Nuestra posición frente a las cifras arrojadas por el Dane en 2014 y desde las reflexiones de diferentes analistas nos da pie para decir lo siguiente:

La realidad del campo en el plan general del  desarrollo del país es siempre de marginación desde el punto de vista económico, social y afectivo.

Por otra parte, la proyección y la implementación de proyectos sociales del campo desde los ministerios, no es siempre contextualizada en el aquí y el ahora de los campesinos.

El campo está en manos de pocas personas y la concentración de la propiedad es un problema que afecta a los pequeños campesinos.

Además, el alto nivel de analfabetismo, no permite un desarrollo integral del campesino y la realidad social obliga al campesino a estar sometido a situaciones que obstaculizan el mínimo desarrollo normal de una persona y por ende de una familia.

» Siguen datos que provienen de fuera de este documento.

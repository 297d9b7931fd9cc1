#![forbid(unsafe_code)]
//! ik: push-based lazy sequences.
//!
//! Core combinators come from `ik-core` and are re-exported at the root.
//! Resource-backed sources (CSV, JSON, row cursors, channels) live under
//! [`io`].
//!
//! ```
//! use ik::prelude::*;
//!
//! let evens = values(1..=10).filter(|x| x % 2 == 0).take(3).collect();
//! assert_eq!(evens, vec![2, 4, 6]);
//! ```

pub use ik_core::*;

pub mod io {
    pub use ik_io::*;
}

pub mod prelude {
    pub use ik_core::prelude::*;
    pub use ik_io::ElideExt;
}
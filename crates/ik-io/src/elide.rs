//! Unwrapping fallible sequences.
//!
//! [`ElideExt::elide`] turns a sequence of `Result<T, E>` into a sequence of
//! `T` for callers that treat any failure as fatal. The first `Err` panics
//! with the error's message; upstream resources are still released while the
//! panic unwinds.

use std::fmt::Display;

use ik_core::Seq;

pub struct Elide<S> {
    inner: S,
}

impl<S, T, E> Seq for Elide<S>
where
    S: Seq<Item = Result<T, E>>,
    E: Display,
{
    type Item = T;

    fn drive<F>(self, mut sink: F)
    where
        F: FnMut(Self::Item) -> bool,
    {
        self.inner.drive(|item| match item {
            Ok(v) => sink(v),
            Err(e) => panic!("elided sequence failed: {e}"),
        });
    }
}

pub trait ElideExt<T, E>: Seq<Item = Result<T, E>> {
    /// Panic on the first error instead of forwarding it.
    fn elide(self) -> Elide<Self> {
        Elide { inner: self }
    }
}

impl<S, T, E> ElideExt<T, E> for S where S: Seq<Item = Result<T, E>> {}
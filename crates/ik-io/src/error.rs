use thiserror::Error;

/// Result type local to ik-io.
pub type Result<T> = std::result::Result<T, Error>;

/// Failures surfaced by resource-backed sequences.
///
/// End of input is never an error; adapters stop cleanly on it.
#[derive(Debug, Error)]
pub enum Error {
    #[error("csv error: {0}")]
    Csv(#[from] csv::Error),

    #[error("json error: {0}")]
    Json(#[from] serde_json::Error),

    #[error("I/O error: {0}")]
    Io(#[from] std::io::Error),

    /// The row cursor failed to advance or to close.
    #[error("cursor error: {0}")]
    Cursor(String),

    #[error("column {column}: cannot decode {found} as {expected}")]
    Decode {
        column: usize,
        expected: &'static str,
        found: &'static str,
    },

    #[error("row has {found} columns, destination expects {expected}")]
    Arity { expected: usize, found: usize },

    #[error("invalid configuration: {0}")]
    Config(String),
}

Con relación a la problemática social se puede decir que es tan compleja que crea en el campesino un nivel de inseguridad muy grande de perder el futuro de esperanza; haciendo que el campesino no recuerde el pasado, viva el presente sin horizontes y con frecuencia sin futuro.

Con todo lo antes descrito, se puede concluir que en Colombia, y especialmente en el Caquetá, se debe hacer un gran esfuerzo para operacionalizar lo que contienen los libros, las ideas y los discursos respecto al campo y al campesino. Sin ánimo de ser pesimistas, pero basándonos en la realidad concreta del Caquetá y especialmente de San Vicente del Caguán, se ve claro el gran camino que deben recorrer el gobierno y la sociedad para devolverle al campesino la dignidad que él se merece y reconocer que son hombres y mujeres que en el silencio y con gran sacrificio sostienen la sociedad urbana.